Every line of the entries below that mentions "name" is to be copied out.
START Supplied records
use std::fmt;

use async_trait::async_trait;

use super::stream::CompletionStream;
use super::types::{CompletionOptions, Message, ModelInfo, ToolChoice, ToolCompletion, ToolDefinition};
use crate::ProviderKind;

/// Errors that can occur during provider operations.
/// Nothing here is retried; variants only tell the caller what went wrong.
#[derive(Debug)]
pub enum ProviderError {
    /// No API key was resolved, so no client exists. Raised before any I/O.
    NotInitialized,
    /// The call itself is malformed (e.g. an empty conversation). Raised before any I/O.
    InvalidRequest(String),
    /// The provider kind has no implementation.
    Unsupported(ProviderKind),
    /// Network-level failure (timeout, DNS, connection refused).
    Network(String),
    /// API returned an error response.
    Api { status: u16, message: String },
    /// Failed to parse the provider's response.
    Parse(String),
}

impl fmt::Display for ProviderError {
    fn fmt(&self, f: &mut fmt::Formatter<'_>) -> fmt::Result {
        match self {
            ProviderError::NotInitialized => {
                write!(f, "client not initialized: provide an API key")
            }
            ProviderError::InvalidRequest(msg) => write!(f, "invalid request: {msg}"),
            ProviderError::Unsupported(kind) => {
                write!(f, "provider '{kind}' is not implemented")
            }
            ProviderError::Network(msg) => write!(f, "network error: {msg}"),
            ProviderError::Api { status, message } => {
                write!(f, "API error (HTTP {status}): {message}")
            }
            ProviderError::Parse(msg) => write!(f, "parse error: {msg}"),
        }
    }
}

impl std::error::Error for ProviderError {}

impl ProviderError {
    /// True for errors raised locally before any request was sent.
    pub fn is_precondition(&self) -> bool {
        matches!(
            self,
            ProviderError::NotInitialized
                | ProviderError::InvalidRequest(_)
                | ProviderError::Unsupported(_)
        )
    }
}

/// Everything a provider needs for a tool-enabled completion.
pub struct ToolRequest<'a> {
    pub messages: &'a [Message],
    pub tools: &'a [ToolDefinition],
    pub tool_choice: ToolChoice,
    pub options: &'a CompletionOptions,
}

#[async_trait]
pub trait CompletionProvider: Send + Sync {
    /// Returns the name of the provider.
    fn name(&self) -> &str;

    /// Single-prompt completion, optionally under a system prompt.
    ///
    /// Same request, same result as `chat_completion` with
    /// `[system, user]` (or just `[user]` when there is no system prompt).
    async fn completion(
        &self,
        prompt: &str,
        system_prompt: Option<&str>,
        options: &CompletionOptions,
    ) -> Result<String, ProviderError> {
        let messages = prompt_messages(prompt, system_prompt);
        self.chat_completion(&messages, options).await
    }

    /// Sends the conversation verbatim and returns the first choice's text.
    async fn chat_completion(
        &self,
        messages: &[Message],
        options: &CompletionOptions,
    ) -> Result<String, ProviderError>;

    /// Completion with tools available. Tool calls are returned, never executed.
    async fn tool_completion(
        &self,
        request: ToolRequest<'_>,
    ) -> Result<ToolCompletion, ProviderError>;

    /// Makes one minimal request. Any failure is reported as `false`.
    async fn validate_credentials(&self) -> bool;

    /// Static metadata for the configured model.
    fn model_info(&self) -> ModelInfo;

    /// Streams the reply as text fragments in arrival order.
    async fn stream_completion(
        &self,
        messages: &[Message],
        options: &CompletionOptions,
    ) -> Result<CompletionStream, ProviderError>;
}

/// Builds the `[system?, user]` conversation for a single prompt.
/// An empty system prompt is treated as absent.
pub fn prompt_messages(prompt: &str, system_prompt: Option<&str>) -> Vec<Message> {
    let mut messages = Vec::with_capacity(2);
    if let Some(system) = system_prompt.filter(|s| !s.is_empty()) {
        messages.push(Message::system(system));
    }
    messages.push(Message::user(prompt));
    messages
}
END Supplied records
- _Answer to the problem_
    /// Returns the name of the provider.
    fn name(&self) -> &str;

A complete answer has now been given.